**SUPPLIED MATERIAL**

_ _ _ _ _ _ _

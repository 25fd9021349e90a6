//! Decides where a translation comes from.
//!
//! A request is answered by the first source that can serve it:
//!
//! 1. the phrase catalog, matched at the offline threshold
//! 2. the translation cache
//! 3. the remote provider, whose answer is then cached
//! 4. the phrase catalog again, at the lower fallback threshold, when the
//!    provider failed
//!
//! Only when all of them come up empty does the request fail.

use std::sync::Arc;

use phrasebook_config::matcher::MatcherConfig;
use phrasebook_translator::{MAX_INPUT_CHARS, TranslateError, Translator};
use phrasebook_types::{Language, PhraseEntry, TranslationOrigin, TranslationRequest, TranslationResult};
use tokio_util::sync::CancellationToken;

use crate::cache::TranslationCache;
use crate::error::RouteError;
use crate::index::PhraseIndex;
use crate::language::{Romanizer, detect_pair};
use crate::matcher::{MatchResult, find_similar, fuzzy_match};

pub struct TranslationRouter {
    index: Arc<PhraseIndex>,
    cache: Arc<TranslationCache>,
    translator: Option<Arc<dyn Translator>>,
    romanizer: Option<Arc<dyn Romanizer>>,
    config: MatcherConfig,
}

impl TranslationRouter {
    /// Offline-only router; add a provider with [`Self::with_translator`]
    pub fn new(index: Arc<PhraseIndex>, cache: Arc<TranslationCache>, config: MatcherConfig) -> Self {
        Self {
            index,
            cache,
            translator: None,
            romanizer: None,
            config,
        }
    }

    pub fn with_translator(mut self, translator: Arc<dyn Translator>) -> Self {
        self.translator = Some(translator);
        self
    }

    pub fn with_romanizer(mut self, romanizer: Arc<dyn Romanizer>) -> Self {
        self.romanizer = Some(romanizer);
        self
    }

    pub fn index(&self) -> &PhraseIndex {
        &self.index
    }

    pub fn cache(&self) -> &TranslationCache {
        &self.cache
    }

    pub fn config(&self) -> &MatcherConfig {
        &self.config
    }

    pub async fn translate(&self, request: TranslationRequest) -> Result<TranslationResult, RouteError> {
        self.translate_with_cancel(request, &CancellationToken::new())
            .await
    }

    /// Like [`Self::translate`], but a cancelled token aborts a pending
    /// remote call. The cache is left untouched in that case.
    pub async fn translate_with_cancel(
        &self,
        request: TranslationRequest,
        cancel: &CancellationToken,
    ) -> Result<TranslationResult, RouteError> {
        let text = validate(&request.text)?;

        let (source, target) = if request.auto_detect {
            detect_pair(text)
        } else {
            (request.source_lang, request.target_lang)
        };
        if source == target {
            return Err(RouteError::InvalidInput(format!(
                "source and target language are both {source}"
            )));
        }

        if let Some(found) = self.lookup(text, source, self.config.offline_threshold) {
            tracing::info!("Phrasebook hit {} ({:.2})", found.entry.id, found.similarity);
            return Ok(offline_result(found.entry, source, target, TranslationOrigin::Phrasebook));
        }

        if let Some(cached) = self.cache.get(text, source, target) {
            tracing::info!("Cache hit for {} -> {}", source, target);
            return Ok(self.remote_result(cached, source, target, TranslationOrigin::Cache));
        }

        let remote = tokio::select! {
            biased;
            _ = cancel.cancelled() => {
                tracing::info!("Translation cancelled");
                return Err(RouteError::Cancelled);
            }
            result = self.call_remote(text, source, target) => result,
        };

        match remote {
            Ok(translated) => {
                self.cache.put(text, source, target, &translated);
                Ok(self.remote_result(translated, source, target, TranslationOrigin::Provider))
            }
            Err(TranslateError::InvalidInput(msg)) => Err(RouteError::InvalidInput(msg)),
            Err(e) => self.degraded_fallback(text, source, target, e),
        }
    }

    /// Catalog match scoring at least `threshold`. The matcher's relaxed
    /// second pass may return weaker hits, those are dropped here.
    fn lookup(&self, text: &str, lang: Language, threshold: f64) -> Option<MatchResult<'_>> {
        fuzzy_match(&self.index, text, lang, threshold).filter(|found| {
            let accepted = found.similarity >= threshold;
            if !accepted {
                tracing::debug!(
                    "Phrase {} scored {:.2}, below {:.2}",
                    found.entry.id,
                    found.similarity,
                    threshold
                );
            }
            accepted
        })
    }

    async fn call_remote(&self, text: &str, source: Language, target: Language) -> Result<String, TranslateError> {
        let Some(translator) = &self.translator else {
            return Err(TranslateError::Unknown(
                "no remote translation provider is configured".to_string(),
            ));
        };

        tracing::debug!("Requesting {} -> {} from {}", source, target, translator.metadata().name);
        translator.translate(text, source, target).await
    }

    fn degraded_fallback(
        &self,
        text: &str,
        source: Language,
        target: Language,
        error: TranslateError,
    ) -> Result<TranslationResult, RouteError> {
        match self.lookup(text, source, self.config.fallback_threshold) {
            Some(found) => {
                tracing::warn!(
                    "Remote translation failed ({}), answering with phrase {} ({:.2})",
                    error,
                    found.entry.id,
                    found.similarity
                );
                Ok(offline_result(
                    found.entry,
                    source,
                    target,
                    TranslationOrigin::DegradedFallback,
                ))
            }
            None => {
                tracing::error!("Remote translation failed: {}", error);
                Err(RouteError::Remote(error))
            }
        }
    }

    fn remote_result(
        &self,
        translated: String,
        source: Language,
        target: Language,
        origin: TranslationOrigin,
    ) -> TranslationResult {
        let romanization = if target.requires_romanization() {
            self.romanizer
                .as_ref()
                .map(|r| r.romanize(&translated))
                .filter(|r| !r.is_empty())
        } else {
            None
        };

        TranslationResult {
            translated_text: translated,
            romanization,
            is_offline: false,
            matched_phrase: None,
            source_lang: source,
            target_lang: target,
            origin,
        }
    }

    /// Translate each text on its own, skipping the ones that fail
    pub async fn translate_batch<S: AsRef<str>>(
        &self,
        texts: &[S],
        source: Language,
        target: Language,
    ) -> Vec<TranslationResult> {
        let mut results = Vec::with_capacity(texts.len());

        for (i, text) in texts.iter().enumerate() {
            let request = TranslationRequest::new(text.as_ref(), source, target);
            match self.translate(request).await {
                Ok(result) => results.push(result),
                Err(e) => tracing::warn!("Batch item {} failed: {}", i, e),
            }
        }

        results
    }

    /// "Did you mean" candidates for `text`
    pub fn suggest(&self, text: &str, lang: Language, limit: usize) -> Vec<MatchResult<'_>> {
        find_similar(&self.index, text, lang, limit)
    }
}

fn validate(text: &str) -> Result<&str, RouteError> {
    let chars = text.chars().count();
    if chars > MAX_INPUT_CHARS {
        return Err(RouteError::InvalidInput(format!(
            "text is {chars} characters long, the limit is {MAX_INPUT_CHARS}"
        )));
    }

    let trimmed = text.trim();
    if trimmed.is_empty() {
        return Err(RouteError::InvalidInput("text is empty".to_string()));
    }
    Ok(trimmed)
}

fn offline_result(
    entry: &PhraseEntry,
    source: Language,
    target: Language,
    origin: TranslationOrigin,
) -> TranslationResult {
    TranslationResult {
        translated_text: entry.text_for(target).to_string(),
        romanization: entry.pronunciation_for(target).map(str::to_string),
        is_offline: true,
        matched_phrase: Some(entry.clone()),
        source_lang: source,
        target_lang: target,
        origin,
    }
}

_ _ _ _ _ _ _

**WHAT NEEDS TO BE DONE**
Retype every entry, keeping each character as it was.

**SOLVED EXERCISE**
repository 25fd9021349e90a6
//! Decides where a translation comes from.
//!
//! A request is answered by the first source that can serve it:
//!
//! 1. the phrase catalog, matched at the offline threshold
//! 2. the translation cache
//! 3. the remote provider, whose answer is then cached
//! 4. the phrase catalog again, at the lower fallback threshold, when the
//!    provider failed
//!
//! Only when all of them come up empty does the request fail.

use std::sync::Arc;

use phrasebook_config::matcher::MatcherConfig;
use phrasebook_translator::{MAX_INPUT_CHARS, TranslateError, Translator};
use phrasebook_types::{Language, PhraseEntry, TranslationOrigin, TranslationRequest, TranslationResult};
use tokio_util::sync::CancellationToken;

use crate::cache::TranslationCache;
use crate::error::RouteError;
use crate::index::PhraseIndex;
use crate::language::{Romanizer, detect_pair};
use crate::matcher::{MatchResult, find_similar, fuzzy_match};

pub struct TranslationRouter {
    index: Arc<PhraseIndex>,
    cache: Arc<TranslationCache>,
    translator: Option<Arc<dyn Translator>>,
    romanizer: Option<Arc<dyn Romanizer>>,
    config: MatcherConfig,
}

impl TranslationRouter {
    /// Offline-only router; add a provider with [`Self::with_translator`]
    pub fn new(index: Arc<PhraseIndex>, cache: Arc<TranslationCache>, config: MatcherConfig) -> Self {
        Self {
            index,
            cache,
            translator: None,
            romanizer: None,
            config,
        }
    }

    pub fn with_translator(mut self, translator: Arc<dyn Translator>) -> Self {
        self.translator = Some(translator);
        self
    }

    pub fn with_romanizer(mut self, romanizer: Arc<dyn Romanizer>) -> Self {
        self.romanizer = Some(romanizer);
        self
    }

    pub fn index(&self) -> &PhraseIndex {
        &self.index
    }

    pub fn cache(&self) -> &TranslationCache {
        &self.cache
    }

    pub fn config(&self) -> &MatcherConfig {
        &self.config
    }

    pub async fn translate(&self, request: TranslationRequest) -> Result<TranslationResult, RouteError> {
        self.translate_with_cancel(request, &CancellationToken::new())
            .await
    }

    /// Like [`Self::translate`], but a cancelled token aborts a pending
    /// remote call. The cache is left untouched in that case.
    pub async fn translate_with_cancel(
        &self,
        request: TranslationRequest,
        cancel: &CancellationToken,
    ) -> Result<TranslationResult, RouteError> {
        let text = validate(&request.text)?;

        let (source, target) = if request.auto_detect {
            detect_pair(text)
        } else {
            (request.source_lang, request.target_lang)
        };
        if source == target {
            return Err(RouteError::InvalidInput(format!(
                "source and target language are both {source}"
            )));
        }

        if let Some(found) = self.lookup(text, source, self.config.offline_threshold) {
            tracing::info!("Phrasebook hit {} ({:.2})", found.entry.id, found.similarity);
            return Ok(offline_result(found.entry, source, target, TranslationOrigin::Phrasebook));
        }

        if let Some(cached) = self.cache.get(text, source, target) {
            tracing::info!("Cache hit for {} -> {}", source, target);
            return Ok(self.remote_result(cached, source, target, TranslationOrigin::Cache));
        }

        let remote = tokio::select! {
            biased;
            _ = cancel.cancelled() => {
                tracing::info!("Translation cancelled");
                return Err(RouteError::Cancelled);
            }
            result = self.call_remote(text, source, target) => result,
        };

        match remote {
            Ok(translated) => {
                self.cache.put(text, source, target, &translated);
                Ok(self.remote_result(translated, source, target, TranslationOrigin::Provider))
            }
            Err(TranslateError::InvalidInput(msg)) => Err(RouteError::InvalidInput(msg)),
            Err(e) => self.degraded_fallback(text, source, target, e),
        }
    }

    /// Catalog match scoring at least `threshold`. The matcher's relaxed
    /// second pass may return weaker hits, those are dropped here.
    fn lookup(&self, text: &str, lang: Language, threshold: f64) -> Option<MatchResult<'_>> {
        fuzzy_match(&self.index, text, lang, threshold).filter(|found| {
            let accepted = found.similarity >= threshold;
            if !accepted {
                tracing::debug!(
                    "Phrase {} scored {:.2}, below {:.2}",
                    found.entry.id,
                    found.similarity,
                    threshold
                );
            }
            accepted
        })
    }

    async fn call_remote(&self, text: &str, source: Language, target: Language) -> Result<String, TranslateError> {
        let Some(translator) = &self.translator else {
            return Err(TranslateError::Unknown(
                "no remote translation provider is configured".to_string(),
            ));
        };

        tracing::debug!("Requesting {} -> {} from {}", source, target, translator.metadata().name);
        translator.translate(text, source, target).await
    }

    fn degraded_fallback(
        &self,
        text: &str,
        source: Language,
        target: Language,
        error: TranslateError,
    ) -> Result<TranslationResult, RouteError> {
        match self.lookup(text, source, self.config.fallback_threshold) {
            Some(found) => {
                tracing::warn!(
                    "Remote translation failed ({}), answering with phrase {} ({:.2})",
                    error,
                    found.entry.id,
                    found.similarity
                );
                Ok(offline_result(
                    found.entry,
                    source,
                    target,
                    TranslationOrigin::DegradedFallback,
                ))
            }
            None => {
                tracing::error!("Remote translation failed: {}", error);
                Err(RouteError::Remote(error))
            }
        }
    }

    fn remote_result(
        &self,
        translated: String,
        source: Language,
        target: Language,
        origin: TranslationOrigin,
    ) -> TranslationResult {
        let romanization = if target.requires_romanization() {
            self.romanizer
                .as_ref()
                .map(|r| r.romanize(&translated))
                .filter(|r| !r.is_empty())
        } else {
            None
        };

        TranslationResult {
            translated_text: translated,
            romanization,
            is_offline: false,
            matched_phrase: None,
            source_lang: source,
            target_lang: target,
            origin,
        }
    }

    /// Translate each text on its own, skipping the ones that fail
    pub async fn translate_batch<S: AsRef<str>>(
        &self,
        texts: &[S],
        source: Language,
        target: Language,
    ) -> Vec<TranslationResult> {
        let mut results = Vec::with_capacity(texts.len());

        for (i, text) in texts.iter().enumerate() {
            let request = TranslationRequest::new(text.as_ref(), source, target);
            match self.translate(request).await {
                Ok(result) => results.push(result),
                Err(e) => tracing::warn!("Batch item {} failed: {}", i, e),
            }
        }

        results
    }

    /// "Did you mean" candidates for `text`
    pub fn suggest(&self, text: &str, lang: Language, limit: usize) -> Vec<MatchResult<'_>> {
        find_similar(&self.index, text, lang, limit)
    }
}

fn validate(text: &str) -> Result<&str, RouteError> {
    let chars = text.chars().count();
    if chars > MAX_INPUT_CHARS {
        return Err(RouteError::InvalidInput(format!(
            "text is {chars} characters long, the limit is {MAX_INPUT_CHARS}"
        )));
    }

    let trimmed = text.trim();
    if trimmed.is_empty() {
        return Err(RouteError::InvalidInput("text is empty".to_string()));
    }
    Ok(trimmed)
}

fn offline_result(
    entry: &PhraseEntry,
    source: Language,
    target: Language,
    origin: TranslationOrigin,
) -> TranslationResult {
    TranslationResult {
        translated_text: entry.text_for(target).to_string(),
        romanization: entry.pronunciation_for(target).map(str::to_string),
        is_offline: true,
        matched_phrase: Some(entry.clone()),
        source_lang: source,
        target_lang: target,
        origin,
    }
}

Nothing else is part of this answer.